* WHAT YOU SHOULD DO:
Return, word for word, only the lines of the data below that lie between the line with "diagnostic with a" and the line with "impl std::error::Error for", those two lines included.

*** RECORDS TO PROCESS ***

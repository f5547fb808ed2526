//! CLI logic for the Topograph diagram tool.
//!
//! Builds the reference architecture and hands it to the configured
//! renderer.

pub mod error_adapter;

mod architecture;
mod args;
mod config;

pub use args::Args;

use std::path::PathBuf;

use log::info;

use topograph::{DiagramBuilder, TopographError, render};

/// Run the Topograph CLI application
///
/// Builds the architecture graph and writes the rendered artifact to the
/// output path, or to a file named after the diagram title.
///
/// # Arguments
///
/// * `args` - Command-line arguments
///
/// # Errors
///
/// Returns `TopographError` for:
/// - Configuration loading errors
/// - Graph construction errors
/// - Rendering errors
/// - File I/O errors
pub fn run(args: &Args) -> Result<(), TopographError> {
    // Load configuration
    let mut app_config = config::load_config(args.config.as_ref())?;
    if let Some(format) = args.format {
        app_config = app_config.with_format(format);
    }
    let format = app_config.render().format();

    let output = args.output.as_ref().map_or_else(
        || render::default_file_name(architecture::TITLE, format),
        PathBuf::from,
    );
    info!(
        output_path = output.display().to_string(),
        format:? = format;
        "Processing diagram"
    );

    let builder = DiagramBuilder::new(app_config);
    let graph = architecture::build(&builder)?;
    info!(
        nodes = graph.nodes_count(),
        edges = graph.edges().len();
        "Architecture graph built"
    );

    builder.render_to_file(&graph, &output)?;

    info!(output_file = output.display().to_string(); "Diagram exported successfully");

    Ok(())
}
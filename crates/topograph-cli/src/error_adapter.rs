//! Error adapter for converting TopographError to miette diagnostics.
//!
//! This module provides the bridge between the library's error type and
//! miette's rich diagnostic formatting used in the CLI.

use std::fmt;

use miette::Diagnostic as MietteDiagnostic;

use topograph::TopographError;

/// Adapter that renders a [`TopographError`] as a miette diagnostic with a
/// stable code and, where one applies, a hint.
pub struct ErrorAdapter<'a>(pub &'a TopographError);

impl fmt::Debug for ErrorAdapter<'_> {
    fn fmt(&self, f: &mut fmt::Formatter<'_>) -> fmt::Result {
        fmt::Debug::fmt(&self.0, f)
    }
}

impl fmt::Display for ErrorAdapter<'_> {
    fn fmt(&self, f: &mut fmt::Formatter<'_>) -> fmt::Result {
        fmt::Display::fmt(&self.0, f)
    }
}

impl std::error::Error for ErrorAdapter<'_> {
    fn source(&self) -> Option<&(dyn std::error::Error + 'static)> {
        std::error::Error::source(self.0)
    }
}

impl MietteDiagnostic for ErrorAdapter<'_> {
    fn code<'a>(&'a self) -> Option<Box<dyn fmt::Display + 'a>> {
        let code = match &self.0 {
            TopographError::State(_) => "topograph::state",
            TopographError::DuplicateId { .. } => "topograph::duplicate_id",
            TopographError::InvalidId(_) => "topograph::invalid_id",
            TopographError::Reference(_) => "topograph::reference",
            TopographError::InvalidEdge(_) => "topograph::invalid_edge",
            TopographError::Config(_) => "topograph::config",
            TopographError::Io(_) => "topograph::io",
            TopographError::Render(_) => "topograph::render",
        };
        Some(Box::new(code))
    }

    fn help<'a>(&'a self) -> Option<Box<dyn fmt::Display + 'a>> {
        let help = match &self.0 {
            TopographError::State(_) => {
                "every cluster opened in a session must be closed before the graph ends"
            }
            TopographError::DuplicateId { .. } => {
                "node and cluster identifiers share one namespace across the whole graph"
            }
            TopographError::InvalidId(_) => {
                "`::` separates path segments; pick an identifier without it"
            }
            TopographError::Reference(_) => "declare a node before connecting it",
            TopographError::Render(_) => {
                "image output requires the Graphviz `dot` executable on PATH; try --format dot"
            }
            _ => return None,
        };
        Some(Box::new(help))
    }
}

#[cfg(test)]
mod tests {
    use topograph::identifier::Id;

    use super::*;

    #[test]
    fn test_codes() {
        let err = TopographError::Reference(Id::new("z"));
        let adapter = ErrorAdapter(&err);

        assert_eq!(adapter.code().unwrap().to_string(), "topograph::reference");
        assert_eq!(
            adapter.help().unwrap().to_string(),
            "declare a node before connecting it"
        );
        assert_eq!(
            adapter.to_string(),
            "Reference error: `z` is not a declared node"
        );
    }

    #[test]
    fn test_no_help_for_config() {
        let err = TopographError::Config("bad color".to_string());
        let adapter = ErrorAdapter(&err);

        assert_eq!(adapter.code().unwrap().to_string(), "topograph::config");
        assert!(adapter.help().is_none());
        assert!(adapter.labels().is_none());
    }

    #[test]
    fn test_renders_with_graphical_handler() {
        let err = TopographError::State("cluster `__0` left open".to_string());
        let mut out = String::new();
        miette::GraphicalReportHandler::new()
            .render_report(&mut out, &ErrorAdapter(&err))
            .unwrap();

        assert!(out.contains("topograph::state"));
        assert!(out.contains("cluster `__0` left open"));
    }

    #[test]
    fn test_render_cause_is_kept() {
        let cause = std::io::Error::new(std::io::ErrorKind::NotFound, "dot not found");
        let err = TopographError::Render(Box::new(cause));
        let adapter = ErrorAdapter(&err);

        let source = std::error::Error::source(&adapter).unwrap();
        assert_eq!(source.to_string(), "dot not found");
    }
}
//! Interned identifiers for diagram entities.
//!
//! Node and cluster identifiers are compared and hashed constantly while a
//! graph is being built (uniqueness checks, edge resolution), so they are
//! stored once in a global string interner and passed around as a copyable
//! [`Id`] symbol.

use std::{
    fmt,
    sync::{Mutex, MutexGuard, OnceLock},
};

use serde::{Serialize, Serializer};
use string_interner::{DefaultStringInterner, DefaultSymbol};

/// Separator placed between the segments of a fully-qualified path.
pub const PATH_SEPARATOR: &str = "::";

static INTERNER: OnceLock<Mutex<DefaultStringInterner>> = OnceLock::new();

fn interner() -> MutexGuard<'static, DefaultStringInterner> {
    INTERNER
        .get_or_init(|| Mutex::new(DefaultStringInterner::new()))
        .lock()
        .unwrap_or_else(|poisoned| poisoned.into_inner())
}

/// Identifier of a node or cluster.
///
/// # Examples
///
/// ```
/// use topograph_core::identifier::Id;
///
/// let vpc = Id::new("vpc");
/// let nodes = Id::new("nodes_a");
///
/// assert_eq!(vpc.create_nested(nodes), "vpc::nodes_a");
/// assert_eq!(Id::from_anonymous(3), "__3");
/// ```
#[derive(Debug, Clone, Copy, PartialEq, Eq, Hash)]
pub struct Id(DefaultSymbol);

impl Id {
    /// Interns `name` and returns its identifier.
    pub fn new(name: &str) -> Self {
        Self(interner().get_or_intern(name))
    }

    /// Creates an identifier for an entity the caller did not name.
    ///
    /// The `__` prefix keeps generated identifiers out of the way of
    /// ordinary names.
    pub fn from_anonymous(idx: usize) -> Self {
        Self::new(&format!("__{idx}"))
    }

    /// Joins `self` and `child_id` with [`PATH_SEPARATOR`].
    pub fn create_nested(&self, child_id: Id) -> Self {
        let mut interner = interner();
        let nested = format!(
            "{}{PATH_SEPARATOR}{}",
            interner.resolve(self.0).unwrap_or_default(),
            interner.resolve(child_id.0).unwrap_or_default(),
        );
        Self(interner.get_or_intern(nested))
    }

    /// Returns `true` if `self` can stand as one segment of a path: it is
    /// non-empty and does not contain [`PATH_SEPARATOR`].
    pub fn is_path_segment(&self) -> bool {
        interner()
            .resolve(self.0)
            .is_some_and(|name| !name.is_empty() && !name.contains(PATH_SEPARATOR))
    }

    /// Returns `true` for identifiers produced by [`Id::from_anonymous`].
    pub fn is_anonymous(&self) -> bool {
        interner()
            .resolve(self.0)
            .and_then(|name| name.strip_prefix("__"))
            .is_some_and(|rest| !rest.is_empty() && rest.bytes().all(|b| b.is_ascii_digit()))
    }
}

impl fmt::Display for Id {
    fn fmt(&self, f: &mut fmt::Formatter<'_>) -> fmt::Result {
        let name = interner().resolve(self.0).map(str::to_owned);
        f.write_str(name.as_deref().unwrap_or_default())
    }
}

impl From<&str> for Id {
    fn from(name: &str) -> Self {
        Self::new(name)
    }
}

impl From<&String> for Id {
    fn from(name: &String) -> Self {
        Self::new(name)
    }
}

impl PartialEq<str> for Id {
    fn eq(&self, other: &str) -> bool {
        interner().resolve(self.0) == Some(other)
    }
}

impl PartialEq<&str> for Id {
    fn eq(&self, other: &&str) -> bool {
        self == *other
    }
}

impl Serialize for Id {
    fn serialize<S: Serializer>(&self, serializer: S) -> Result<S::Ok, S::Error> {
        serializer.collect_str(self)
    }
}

*** End of RECORDS TO PROCESS ***

* ANSWER FOR THIS EXERCISE:
/// Adapter that renders a [`TopographError`] as a miette diagnostic with a
/// stable code and, where one applies, a hint.
pub struct ErrorAdapter<'a>(pub &'a TopographError);

impl fmt::Debug for ErrorAdapter<'_> {
    fn fmt(&self, f: &mut fmt::Formatter<'_>) -> fmt::Result {
        fmt::Debug::fmt(&self.0, f)
    }
}

impl fmt::Display for ErrorAdapter<'_> {
    fn fmt(&self, f: &mut fmt::Formatter<'_>) -> fmt::Result {
        fmt::Display::fmt(&self.0, f)
    }
}

impl std::error::Error for ErrorAdapter<'_> {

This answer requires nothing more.